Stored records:
.....

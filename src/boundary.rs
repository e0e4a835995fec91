//! Closed voltage ranges used as gate and channel limits.

use serde::{Deserialize, Serialize};

use crate::error::{AppResult, TuningError};

/// Closed interval `[low, high]` of allowed values.
///
/// A `Boundary` can only be created with `low <= high`, so every instance
/// in the crate is a valid, non-decreasing range.
#[derive(Debug, Clone, Copy, PartialEq, Serialize, Deserialize)]
#[serde(try_from = "(f64, f64)", into = "(f64, f64)")]
pub struct Boundary {
    low: f64,
    high: f64,
}

impl Boundary {
    /// Create a boundary for `target`, rejecting `low > high` and NaN bounds.
    pub fn for_gate(target: &str, low: f64, high: f64) -> AppResult<Self> {
        if low.is_nan() || high.is_nan() || low > high {
            return Err(TuningError::InvalidBoundary {
                gate: target.to_string(),
                low,
                high,
            });
        }
        Ok(Self { low, high })
    }

    /// Create an anonymous boundary.
    pub fn new(low: f64, high: f64) -> AppResult<Self> {
        Self::for_gate("<unnamed>", low, high)
    }

    /// Lower bound.
    pub fn low(&self) -> f64 {
        self.low
    }

    /// Upper bound.
    pub fn high(&self) -> f64 {
        self.high
    }

    /// Whether `value` lies inside the closed range.
    pub fn contains(&self, value: f64) -> bool {
        value >= self.low && value <= self.high
    }

    /// Intersection of two ranges, `None` when they do not overlap.
    pub fn intersect(&self, other: &Boundary) -> Option<Boundary> {
        let low = self.low.max(other.low);
        let high = self.high.min(other.high);
        (low <= high).then_some(Boundary { low, high })
    }

    /// Check `value` against the range and name `target` in the error.
    pub fn check(&self, target: &str, value: f64) -> AppResult<()> {
        if self.contains(value) {
            Ok(())
        } else {
            Err(TuningError::OutOfBounds {
                target: target.to_string(),
                value,
                low: self.low,
                high: self.high,
            })
        }
    }
}

impl TryFrom<(f64, f64)> for Boundary {
    type Error = TuningError;

    fn try_from((low, high): (f64, f64)) -> Result<Self, Self::Error> {
        Boundary::new(low, high)
    }
}

impl From<Boundary> for (f64, f64) {
    fn from(value: Boundary) -> Self {
        (value.low, value.high)
    }
}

.....

- Exercise instructions -
Your task is to restate every record word for word.

- Solution to the problem -
filename src/boundary.rs
repository e0e4a835995fec91
//! Closed voltage ranges used as gate and channel limits.

use serde::{Deserialize, Serialize};

use crate::error::{AppResult, TuningError};

/// Closed interval `[low, high]` of allowed values.
///
/// A `Boundary` can only be created with `low <= high`, so every instance
/// in the crate is a valid, non-decreasing range.
#[derive(Debug, Clone, Copy, PartialEq, Serialize, Deserialize)]
#[serde(try_from = "(f64, f64)", into = "(f64, f64)")]
pub struct Boundary {
    low: f64,
    high: f64,
}

impl Boundary {
    /// Create a boundary for `target`, rejecting `low > high` and NaN bounds.
    pub fn for_gate(target: &str, low: f64, high: f64) -> AppResult<Self> {
        if low.is_nan() || high.is_nan() || low > high {
            return Err(TuningError::InvalidBoundary {
                gate: target.to_string(),
                low,
                high,
            });
        }
        Ok(Self { low, high })
    }

    /// Create an anonymous boundary.
    pub fn new(low: f64, high: f64) -> AppResult<Self> {
        Self::for_gate("<unnamed>", low, high)
    }

    /// Lower bound.
    pub fn low(&self) -> f64 {
        self.low
    }

    /// Upper bound.
    pub fn high(&self) -> f64 {
        self.high
    }

    /// Whether `value` lies inside the closed range.
    pub fn contains(&self, value: f64) -> bool {
        value >= self.low && value <= self.high
    }

    /// Intersection of two ranges, `None` when they do not overlap.
    pub fn intersect(&self, other: &Boundary) -> Option<Boundary> {
        let low = self.low.max(other.low);
        let high = self.high.min(other.high);
        (low <= high).then_some(Boundary { low, high })
    }

    /// Check `value` against the range and name `target` in the error.
    pub fn check(&self, target: &str, value: f64) -> AppResult<()> {
        if self.contains(value) {
            Ok(())
        } else {
            Err(TuningError::OutOfBounds {
                target: target.to_string(),
                value,
                low: self.low,
                high: self.high,
            })
        }
    }
}

impl TryFrom<(f64, f64)> for Boundary {
    type Error = TuningError;

    fn try_from((low, high): (f64, f64)) -> Result<Self, Self::Error> {
        Boundary::new(low, high)
    }
}

impl From<Boundary> for (f64, f64) {
    fn from(value: Boundary) -> Self {
        (value.low, value.high)
    }
}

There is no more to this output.